* [TASK REQUIREMENTS] The lines needed are those from the start of the records through the line holding "pub fn new(config: HubConfig)", each copied exactly.
====
//! Application orchestration for the Indriya daemon
//!
//! Builds the hub against the configured driver, runs the simulator when the
//! driver is simulated, and waits for SIGINT/SIGTERM before shutting down.

use crate::config::HubConfig;
use crate::devices::create_driver;
use crate::devices::mock::SensorSimulator;
use crate::error::Result;
use crate::hub::SensorHub;
use log::{debug, error, info};
use signal_hook::consts::{SIGINT, SIGTERM};
use signal_hook::iterator::Signals;
use std::sync::Arc;
use std::sync::atomic::{AtomicBool, Ordering};
use std::thread;
use std::time::{Duration, Instant};

/// Main application structure that manages all components
pub struct HubApp {
    hub: SensorHub,
    simulator: Option<SensorSimulator>,
    stats_interval: Duration,
    shutdown: Arc<AtomicBool>,
}

impl HubApp {
    pub fn new(config: HubConfig) -> Result<Self> {
        info!("Initializing Indriya sensor hub");

        let created = create_driver(&config)?;
        let stats_interval = Duration::from_secs(config.logging.stats_interval_secs);
        let mock = config.mock.clone();
        let hub = SensorHub::with_driver(config, created.driver)?;

        // Samples only flow once the hub has registered its callback
        let simulator = match created.simulated {
            Some(driver) => Some(SensorSimulator::spawn(driver, &mock)?),
            None => None,
        };

        for sensor in hub.get_sensor_list() {
            info!("  {} {} ({:?})", sensor.desc, sensor.name, sensor.mode);
        }

        Ok(Self {
            hub,
            simulator,
            stats_interval,
            shutdown: Arc::new(AtomicBool::new(false)),
        })
    }

    pub fn hub(&self) -> &SensorHub {
        &self.hub
    }

    /// Flag that stops [`HubApp::run`] when set
    pub fn shutdown_flag(&self) -> Arc<AtomicBool> {
        Arc::clone(&self.shutdown)
    }

    /// Run until a shutdown signal arrives
    pub fn run(&mut self) -> Result<()> {
        self.setup_signal_handler()?;
        info!("Indriya running. Press Ctrl-C to stop.");

        let mut last_stats = Instant::now();
        while !self.shutdown.load(Ordering::Relaxed) {
            thread::sleep(Duration::from_millis(100));

            if !self.stats_interval.is_zero() && last_stats.elapsed() >= self.stats_interval {
                self.log_statistics();
                last_stats = Instant::now();
            }
        }

        info!("Shutdown signal received, stopping...");
        self.stop()
    }

    fn setup_signal_handler(&self) -> Result<()> {
        let shutdown = Arc::clone(&self.shutdown);
        let mut signals = Signals::new([SIGINT, SIGTERM])?;

        thread::Builder::new()
            .name("signal-handler".to_string())
            .spawn(move || {
                if let Some(sig) = signals.forever().next() {
                    info!("Received signal {:?}, initiating shutdown...", sig);
                    shutdown.store(true, Ordering::Relaxed);
                }
            })?;
        Ok(())
    }

    fn log_statistics(&self) {
        let stats = self.hub.stats();
        info!(
            "Stats: events={} batches={} samples={} failures={} flushes={} overwritten={}",
            stats.delivery.events,
            stats.delivery.batches_sent,
            stats.delivery.samples_sent,
            stats.delivery.send_failures,
            stats.delivery.flushes_completed,
            stats.buffer_overwritten
        );
        info!(
            "Clients: channels={} subscriptions={} sessions={} suspended={}",
            stats.channels, stats.subscriptions, stats.sessions, stats.suspended
        );
    }

    /// Stop the simulator, then drain the hub
    pub fn stop(&mut self) -> Result<()> {
        self.shutdown.store(true, Ordering::Relaxed);
        if let Some(mut simulator) = self.simulator.take() {
            simulator.shutdown()?;
        }
        self.hub.shutdown()?;
        info!("✓ Indriya stopped");
        Ok(())
    }
}

impl Drop for HubApp {
    fn drop(&mut self) {
        debug!("HubApp cleaning up...");
        if let Err(e) = self.stop() {
            error!("Error during cleanup: {}", e);
        }
    }
}

#[cfg(test)]
mod tests {
    use super::*;
    use crate::core::types::{SensorDescriptor, sensor_type};

    #[test]
    fn test_app_delivers_simulated_samples() {
        let mut config = HubConfig::default();
        config.driver.retry_interval_ms = 1;
        config.mock.tick_ms = 1;
        config.mock.random_seed = 7;
        let mut app = HubApp::new(config).unwrap();

        let accel = SensorDescriptor::new(1, sensor_type::ACCELEROMETER, 0, 1);
        let mut client = app.hub().create_data_channel(100, 1000, 1).unwrap();
        app.hub().enable_sensor(accel, 100, 5_000_000, 0).unwrap();

        let deadline = Instant::now() + Duration::from_secs(2);
        let mut received = 0;
        while received == 0 && Instant::now() < deadline {
            thread::sleep(Duration::from_millis(20));
            received += client.recv_all().unwrap().len();
        }
        assert!(received > 0);

        app.stop().unwrap();
        assert!(app.shutdown_flag().load(Ordering::Relaxed));
    }
}
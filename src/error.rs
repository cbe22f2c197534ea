//! Error types for Indriya
//!
//! Every fallible hub operation returns [`Result`]. The RPC surface reports
//! failures as numeric codes via [`Error::code`], so callers can tell
//! "permission", "not found" and "hardware failure" apart.

use crate::core::types::SensorDescriptor;

/// Result type alias
pub type Result<T> = std::result::Result<T, Error>;

/// Numeric status reported across the client RPC boundary
pub type ErrorCode = i32;

/// Stable error codes
pub mod codes {
    use super::ErrorCode;

    pub const OK: ErrorCode = 0;
    pub const CONNECT_FAILED: ErrorCode = 1001;
    pub const NOT_INITIALIZED: ErrorCode = 1002;
    pub const INVALID_PARAMETER: ErrorCode = 1003;
    pub const NOT_FOUND: ErrorCode = 1004;
    pub const CHANNEL_ERROR: ErrorCode = 1005;
    pub const HARDWARE_FAILURE: ErrorCode = 1006;
    pub const PERMISSION_DENIED: ErrorCode = 201;
    pub const PARTIAL_FAILURE: ErrorCode = 1007;
    pub const DECODE_ERROR: ErrorCode = 1008;
    pub const NOT_SUPPORTED: ErrorCode = 1009;
    pub const INTERNAL: ErrorCode = 1010;
}

/// Indriya error types
#[derive(Debug, thiserror::Error)]
pub enum Error {
    /// I/O error
    #[error("I/O error: {0}")]
    Io(#[from] std::io::Error),

    /// Driver unreachable after the full retry budget
    #[error("Driver connect failed after {attempts} attempts")]
    ConnectFailed {
        /// Number of connect attempts made
        attempts: u32,
    },

    /// Call made before a successful connect
    #[error("Driver connection not initialized")]
    NotInitialized,

    /// Descriptor is malformed or unknown to the sensor map
    #[error("Invalid sensor descriptor: {0}")]
    InvalidDescriptor(SensorDescriptor),

    /// Invalid parameter
    #[error("Invalid parameter: {0}")]
    InvalidParameter(String),

    /// Lookup miss (pid, channel, session, subscription)
    #[error("Not found: {0}")]
    NotFound(String),

    /// Create/send/receive failure on a client channel
    #[error("Channel error: {0}")]
    Channel(String),

    /// Driver returned a failure for enable/disable/set-batch/set-mode
    #[error("Driver call failed: {0}")]
    DriverCallFailed(String),

    /// Driver call timed out
    #[error("Driver call timed out")]
    Timeout,

    /// Access-control collaborator denied the call
    #[error("Permission denied: {0}")]
    PermissionDenied(String),

    /// Some entries of a batch operation failed
    #[error("Partial failure: {failed} of {total} entries failed")]
    PartialFailure {
        /// Entries that failed
        failed: usize,
        /// Entries attempted
        total: usize,
    },

    /// Malformed bytes on the wire
    #[error("Decode error: {0}")]
    Decode(String),

    /// Operation not supported by this backend
    #[error("Operation not supported: {0}")]
    NotSupported(String),

    /// TOML parse error
    #[error("Config parse error: {0}")]
    TomlDe(#[from] toml::de::Error),

    /// TOML serialize error
    #[error("Config serialize error: {0}")]
    TomlSer(#[from] toml::ser::Error),

    /// Thread panic
    #[error("Thread panicked")]
    ThreadPanic,

    /// Generic error with message
    #[error("{0}")]
    Other(String),
}

impl Error {
    /// Numeric code for the RPC boundary
    pub fn code(&self) -> ErrorCode {
        match self {
            Error::ConnectFailed { .. } => codes::CONNECT_FAILED,
            Error::NotInitialized => codes::NOT_INITIALIZED,
            Error::InvalidDescriptor(_) | Error::InvalidParameter(_) => codes::INVALID_PARAMETER,
            Error::NotFound(_) => codes::NOT_FOUND,
            Error::Channel(_) | Error::Io(_) => codes::CHANNEL_ERROR,
            Error::DriverCallFailed(_) | Error::Timeout => codes::HARDWARE_FAILURE,
            Error::PermissionDenied(_) => codes::PERMISSION_DENIED,
            Error::PartialFailure { .. } => codes::PARTIAL_FAILURE,
            Error::Decode(_) => codes::DECODE_ERROR,
            Error::NotSupported(_) => codes::NOT_SUPPORTED,
            Error::TomlDe(_) | Error::TomlSer(_) | Error::ThreadPanic | Error::Other(_) => {
                codes::INTERNAL
            }
        }
    }
}

/// Collapse a hub result into the numeric status returned to clients
pub fn to_code(result: &Result<()>) -> ErrorCode {
    match result {
        Ok(()) => codes::OK,
        Err(e) => e.code(),
    }
}
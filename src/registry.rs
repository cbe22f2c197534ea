//! Subscription registry: who subscribes to what, and where samples go
//!
//! Each guarded map is its own newtype holding its own lock. No accessor of
//! one map calls into another while holding its lock; cross-map queries
//! (e.g. "channels of the subscribers of X") copy what they need out of the
//! first map, release it, then consult the second.

use crate::channel::DataChannel;
use crate::core::event::SensorEvent;
use crate::core::types::{AppThreadInfo, SensorDescriptor, SensorRate, sensor_type};
use crate::error::{Error, Result};
use parking_lot::Mutex;
use serde::Serialize;
use std::collections::{BTreeMap, BTreeSet, HashMap, VecDeque};
use std::sync::Arc;
use std::sync::atomic::{AtomicU64, Ordering};

/// Lowest valid pid
pub const MIN_PID: i32 = 0;

/// Permission names and the sensor types each one gates
pub mod permission {
    use crate::core::types::sensor_type;

    pub const ACTIVITY_MOTION: &str = "activity_motion";
    pub const READ_HEALTH_DATA: &str = "read_health_data";

    pub fn sensor_types(name: &str) -> Option<&'static [i32]> {
        match name {
            ACTIVITY_MOTION => Some(&[sensor_type::PEDOMETER_DETECTION, sensor_type::PEDOMETER]),
            READ_HEALTH_DATA => Some(&[sensor_type::HEART_RATE]),
            _ => None,
        }
    }
}

/// One pid's entry for one sensor
#[derive(Debug, Clone, Copy, PartialEq, Eq)]
pub struct Subscription {
    pub rate: SensorRate,
    pub perm_granted: bool,
}

/// Channel/subscription pairing reported in dumps
#[derive(Debug, Clone, Serialize)]
pub struct ChannelInfo {
    pub pid: i32,
    pub uid: i32,
    pub channel_id: u64,
    pub sensor: SensorDescriptor,
    pub sampling_period_ns: i64,
    pub max_report_delay_ns: i64,
}

#[derive(Default)]
struct ClientMap(Mutex<HashMap<SensorDescriptor, BTreeMap<i32, Subscription>>>);

impl ClientMap {
    fn upsert(&self, desc: SensorDescriptor, pid: i32, rate: SensorRate) {
        let mut map = self.0.lock();
        let subs = map.entry(desc).or_default();
        let perm_granted = subs.get(&pid).is_none_or(|s| s.perm_granted);
        subs.insert(pid, Subscription { rate, perm_granted });
    }

    fn remove(&self, desc: &SensorDescriptor, pid: i32) -> bool {
        let mut map = self.0.lock();
        let Some(subs) = map.get_mut(desc) else {
            return false;
        };
        let removed = subs.remove(&pid).is_some();
        if subs.is_empty() {
            map.remove(desc);
        }
        removed
    }

    fn remove_sensor(&self, desc: &SensorDescriptor) {
        self.0.lock().remove(desc);
    }

    fn any_enabled(&self, desc: &SensorDescriptor) -> bool {
        self.0
            .lock()
            .get(desc)
            .is_some_and(|subs| subs.values().any(|s| s.rate.enabled))
    }

    fn best_rate(&self, desc: &SensorDescriptor) -> SensorRate {
        let map = self.0.lock();
        let mut best = SensorRate::unbounded();
        if let Some(subs) = map.get(desc) {
            for sub in subs.values() {
                best.sampling_period_ns = best.sampling_period_ns.min(sub.rate.sampling_period_ns);
                best.max_report_delay_ns = best.max_report_delay_ns.min(sub.rate.max_report_delay_ns);
                best.enabled |= sub.rate.enabled;
            }
        }
        best
    }

    fn only_pid_enabled(&self, desc: &SensorDescriptor, pid: i32) -> bool {
        let map = self.0.lock();
        let Some(subs) = map.get(desc) else {
            return false;
        };
        let mut found = false;
        for (&other, sub) in subs {
            if !sub.rate.enabled {
                continue;
            }
            if other != pid {
                return false;
            }
            found = true;
        }
        found
    }

    fn rate_of(&self, desc: &SensorDescriptor, pid: i32) -> Option<SensorRate> {
        self.0.lock().get(desc)?.get(&pid).map(|s| s.rate)
    }

    fn granted_pids(&self, desc: &SensorDescriptor) -> Vec<i32> {
        self.0.lock().get(desc).map_or_else(Vec::new, |subs| {
            subs.iter()
                .filter(|(_, s)| s.perm_granted)
                .map(|(&pid, _)| pid)
                .collect()
        })
    }

    fn set_perm(&self, pid: i32, sensor_type: i32, granted: bool) -> usize {
        let mut changed = 0;
        for (desc, subs) in self.0.lock().iter_mut() {
            if desc.sensor_type != sensor_type {
                continue;
            }
            if let Some(sub) = subs.get_mut(&pid) {
                sub.perm_granted = granted;
                changed += 1;
            }
        }
        changed
    }

    fn sensors_of(&self, pid: i32) -> Vec<SensorDescriptor> {
        let mut out: Vec<_> = self
            .0
            .lock()
            .iter()
            .filter(|(_, subs)| subs.contains_key(&pid))
            .map(|(desc, _)| *desc)
            .collect();
        out.sort();
        out
    }

    fn snapshot(&self) -> Vec<(SensorDescriptor, i32, SensorRate)> {
        let map = self.0.lock();
        let mut out: Vec<_> = map
            .iter()
            .flat_map(|(desc, subs)| subs.iter().map(move |(&pid, s)| (*desc, pid, s.rate)))
            .collect();
        out.sort_by_key(|(desc, pid, _)| (*desc, *pid));
        out
    }
}

#[derive(Default)]
struct ChannelMap(Mutex<HashMap<i32, Arc<DataChannel>>>);

impl ChannelMap {
    fn insert(&self, pid: i32, channel: Arc<DataChannel>) -> Option<Arc<DataChannel>> {
        self.0.lock().insert(pid, channel)
    }

    fn remove(&self, pid: i32) -> Option<Arc<DataChannel>> {
        self.0.lock().remove(&pid)
    }

    fn get(&self, pid: i32) -> Option<Arc<DataChannel>> {
        self.0.lock().get(&pid).cloned()
    }

    fn get_many(&self, pids: &[i32]) -> Vec<Arc<DataChannel>> {
        let map = self.0.lock();
        pids.iter().filter_map(|pid| map.get(pid).cloned()).collect()
    }

    fn all(&self) -> Vec<Arc<DataChannel>> {
        self.0.lock().values().cloned().collect()
    }

    fn pid_of(&self, channel_id: u64) -> Option<i32> {
        self.0
            .lock()
            .iter()
            .find(|(_, ch)| ch.id() == channel_id)
            .map(|(&pid, _)| pid)
    }
}
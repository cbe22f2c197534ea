//! Static metadata of every sensor the hub exposes

use crate::core::types::{SensorDescriptor, SensorInfo, SensorMode};
use parking_lot::Mutex;
use std::collections::BTreeMap;

/// Sensor list as reported by the connected backends
///
/// Also remembers the reporting mode of each sensor, which the fan-out
/// path consults on every sample.
#[derive(Default)]
pub struct SensorCatalog {
    sensors: Mutex<BTreeMap<SensorDescriptor, SensorInfo>>,
}

impl SensorCatalog {
    pub fn new() -> Self {
        Self::default()
    }

    /// Replace the whole list
    pub fn replace_all(&self, list: Vec<SensorInfo>) {
        let mut sensors = self.sensors.lock();
        sensors.clear();
        sensors.extend(list.into_iter().map(|info| (info.desc, info)));
    }

    /// Add or update one sensor (hot-plug)
    pub fn insert(&self, info: SensorInfo) {
        self.sensors.lock().insert(info.desc, info);
    }

    pub fn remove(&self, desc: &SensorDescriptor) -> Option<SensorInfo> {
        self.sensors.lock().remove(desc)
    }

    pub fn get(&self, desc: &SensorDescriptor) -> Option<SensorInfo> {
        self.sensors.lock().get(desc).cloned()
    }

    pub fn contains(&self, desc: &SensorDescriptor) -> bool {
        self.sensors.lock().contains_key(desc)
    }

    pub fn mode(&self, desc: &SensorDescriptor) -> Option<SensorMode> {
        self.sensors.lock().get(desc).map(|info| info.mode)
    }

    /// Record the mode a sample reported for its sensor; returns false if unknown
    pub fn set_mode(&self, desc: &SensorDescriptor, mode: SensorMode) -> bool {
        match self.sensors.lock().get_mut(desc) {
            Some(info) => {
                info.mode = mode;
                true
            }
            None => false,
        }
    }

    pub fn list(&self) -> Vec<SensorInfo> {
        self.sensors.lock().values().cloned().collect()
    }

    pub fn len(&self) -> usize {
        self.sensors.lock().len()
    }

    pub fn is_empty(&self) -> bool {
        self.sensors.lock().is_empty()
    }
}

#[cfg(test)]
mod tests {
    use super::*;

    #[test]
    fn test_catalog_operations() {
        let catalog = SensorCatalog::new();
        let a = SensorDescriptor::new(1, 1, 0, 1);
        let b = SensorDescriptor::new(1, 2, 0, 1);
        catalog.replace_all(vec![SensorInfo::new(b, "gyro"), SensorInfo::new(a, "accel")]);

        assert_eq!(catalog.len(), 2);
        // Ordered by descriptor
        assert_eq!(catalog.list()[0].name, "accel");
        assert!(catalog.set_mode(&a, SensorMode::OnChange));
        assert_eq!(catalog.mode(&a), Some(SensorMode::OnChange));
        assert!(!catalog.set_mode(&SensorDescriptor::new(9, 9, 9, 9), SensorMode::Realtime));

        catalog.remove(&a);
        assert!(!catalog.contains(&a));
        assert!(catalog.get(&b).is_some());
    }
}
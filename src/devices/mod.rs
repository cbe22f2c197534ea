//! Driver backends

pub mod mock;

use crate::config::HubConfig;
use crate::core::driver::SensorDriver;
use crate::error::{Error, Result};
use mock::MockSensorDriver;

/// A driver ready to hand to the hub, plus the simulated handle when it is one
pub struct CreatedDriver {
    pub driver: Box<dyn SensorDriver>,
    /// Drives [`mock::SensorSimulator`]; `None` for real hardware
    pub simulated: Option<MockSensorDriver>,
}

/// Create a sensor driver based on configuration
pub fn create_driver(config: &HubConfig) -> Result<CreatedDriver> {
    match config.driver.backend.as_str() {
        "mock" => {
            let sensors = config
                .mock
                .sensors
                .iter()
                .map(|spec| spec.to_sensor_info(config.mock.device_id))
                .collect();
            let driver = MockSensorDriver::new(sensors);
            Ok(CreatedDriver {
                driver: Box::new(driver.clone()),
                simulated: Some(driver),
            })
        }
        other => Err(Error::InvalidParameter(format!(
            "unknown driver backend: {}",
            other
        ))),
    }
}
//! Template renderer: one class template + one target namespace in, one
//! fully addressed object out. Pure; the class's stored template is never mutated.

use k8s_openapi::api::core::v1::Namespace;
use nsclass_core::{InventoryItem, Rendered, CONTROLLER_NAME, MANAGED_BY_LABEL, SOURCE_CLASS_LABEL};
use serde_json::{json, Map, Value as Json};

#[derive(Debug, thiserror::Error, PartialEq, Eq)]
pub enum RenderError {
    #[error("template #{index}: {reason}")]
    Malformed { index: usize, reason: String },
}

fn required_str<'a>(v: &'a Json, path: &[&str]) -> Option<&'a str> {
    path.iter()
        .try_fold(v, |cur, key| cur.get(key))
        .and_then(Json::as_str)
        .filter(|s| !s.is_empty())
}

/// Render template `index` of class `class` into namespace `ns`.
pub fn render(template: &Json, index: usize, class: &str, ns: &Namespace) -> Result<Rendered, RenderError> {
    let bad = |reason: &str| RenderError::Malformed { index, reason: reason.to_string() };
    let ns_name = ns.metadata.name.as_deref().ok_or_else(|| bad("target namespace has no name"))?;

    if !template.is_object() {
        return Err(bad("template is not an object"));
    }
    let api_version = required_str(template, &["apiVersion"]).ok_or_else(|| bad("missing apiVersion"))?;
    let kind = required_str(template, &["kind"]).ok_or_else(|| bad("missing kind"))?;
    let name = required_str(template, &["metadata", "name"]).ok_or_else(|| bad("missing metadata.name"))?;
    let item = InventoryItem::new(api_version, kind, name, ns_name);

    let mut body = template.clone();
    let meta = body
        .get_mut("metadata")
        .and_then(Json::as_object_mut)
        .ok_or_else(|| bad("metadata is not an object"))?;
    meta.insert("namespace".into(), Json::String(ns_name.to_string()));

    let labels = meta.entry("labels").or_insert_with(|| Json::Object(Map::new()));
    let labels = labels.as_object_mut().ok_or_else(|| bad("metadata.labels is not an object"))?;
    labels.insert(MANAGED_BY_LABEL.into(), Json::String(CONTROLLER_NAME.into()));
    labels.insert(SOURCE_CLASS_LABEL.into(), Json::String(class.to_string()));

    // Back-reference for the API server's garbage collector; never followed here.
    meta.insert(
        "ownerReferences".into(),
        json!([{
            "apiVersion": "v1",
            "kind": "Namespace",
            "name": ns_name,
            "uid": ns.metadata.uid.clone().unwrap_or_default(),
            "controller": true,
            "blockOwnerDeletion": true,
        }]),
    );

    Ok(Rendered { item, body })
}

#[cfg(test)]
mod tests {
    use super::*;
    use k8s_openapi::apimachinery::pkg::apis::meta::v1::ObjectMeta;

    fn ns(name: &str) -> Namespace {
        Namespace {
            metadata: ObjectMeta { name: Some(name.into()), uid: Some("uid-1".into()), ..Default::default() },
            ..Default::default()
        }
    }

    #[test]
    fn injects_namespace_labels_and_owner() {
        let t = json!({
            "apiVersion": "v1",
            "kind": "ConfigMap",
            "metadata": { "name": "cfg", "namespace": "elsewhere", "labels": { "team": "a" } },
            "data": { "k": "v" }
        });
        let r = render(&t, 0, "web", &ns("team-a")).unwrap();
        assert_eq!(r.item, InventoryItem::new("v1", "ConfigMap", "cfg", "team-a"));
        let meta = &r.body["metadata"];
        assert_eq!(meta["namespace"], "team-a");
        assert_eq!(meta["labels"]["team"], "a");
        assert_eq!(meta["labels"][MANAGED_BY_LABEL], CONTROLLER_NAME);
        assert_eq!(meta["labels"][SOURCE_CLASS_LABEL], "web");
        assert_eq!(meta["ownerReferences"].as_array().unwrap().len(), 1);
        assert_eq!(meta["ownerReferences"][0]["uid"], "uid-1");
        assert_eq!(r.body["data"]["k"], "v");
        // source untouched
        assert_eq!(t["metadata"]["namespace"], "elsewhere");
        assert!(t["metadata"].get("ownerReferences").is_none());
    }

    #[test]
    fn creates_labels_when_absent() {
        let t = json!({ "apiVersion": "networking.k8s.io/v1", "kind": "NetworkPolicy", "metadata": { "name": "deny" } });
        let r = render(&t, 3, "web", &ns("b")).unwrap();
        assert_eq!(r.body["metadata"]["labels"][SOURCE_CLASS_LABEL], "web");
        assert_eq!(r.item.group_version(), ("networking.k8s.io", "v1"));
    }

    #[test]
    fn replaces_user_owner_references() {
        let t = json!({
            "apiVersion": "v1", "kind": "Secret",
            "metadata": { "name": "s", "ownerReferences": [{ "kind": "Other" }, { "kind": "More" }] }
        });
        let r = render(&t, 0, "web", &ns("b")).unwrap();
        let owners = r.body["metadata"]["ownerReferences"].as_array().unwrap();
        assert_eq!(owners.len(), 1);
        assert_eq!(owners[0]["kind"], "Namespace");
    }

    #[test]
    fn large_templates_render_unchanged() {
        let ports: Vec<u32> = (0..100_000).collect();
        let t = json!({
            "apiVersion": "v1", "kind": "ConfigMap",
            "metadata": { "name": "big" },
            "spec": { "ports": ports }
        });
        let r = render(&t, 0, "web", &ns("b")).unwrap();
        assert_eq!(r.body["spec"]["ports"].as_array().unwrap().len(), 100_000);
        assert_eq!(r.body["spec"]["ports"][99_999], 99_999);
    }

    #[test]
    fn malformed_templates_name_the_index() {
        let cases = [
            (json!("just a string"), "not an object"),
            (json!({ "kind": "ConfigMap", "metadata": { "name": "a" } }), "missing apiVersion"),
            (json!({ "apiVersion": "v1", "metadata": { "name": "a" } }), "missing kind"),
            (json!({ "apiVersion": "v1", "kind": "ConfigMap", "metadata": {} }), "missing metadata.name"),
            (json!({ "apiVersion": "v1", "kind": "ConfigMap", "metadata": { "name": "a", "labels": [] } }), "labels is not an object"),
        ];
        for (t, want) in cases {
            let e = render(&t, 2, "web", &ns("b")).unwrap_err().to_string();
            assert!(e.contains("template #2"), "e={}", e);
            assert!(e.contains(want), "e={} want={}", e, want);
        }
    }
}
====
* [EXERCISE ANSWER]
//! Application orchestration for the Indriya daemon
//!
//! Builds the hub against the configured driver, runs the simulator when the
//! driver is simulated, and waits for SIGINT/SIGTERM before shutting down.

use crate::config::HubConfig;
use crate::devices::create_driver;
use crate::devices::mock::SensorSimulator;
use crate::error::Result;
use crate::hub::SensorHub;
use log::{debug, error, info};
use signal_hook::consts::{SIGINT, SIGTERM};
use signal_hook::iterator::Signals;
use std::sync::Arc;
use std::sync::atomic::{AtomicBool, Ordering};
use std::thread;
use std::time::{Duration, Instant};

/// Main application structure that manages all components
pub struct HubApp {
    hub: SensorHub,
    simulator: Option<SensorSimulator>,
    stats_interval: Duration,
    shutdown: Arc<AtomicBool>,
}

impl HubApp {
    pub fn new(config: HubConfig) -> Result<Self> {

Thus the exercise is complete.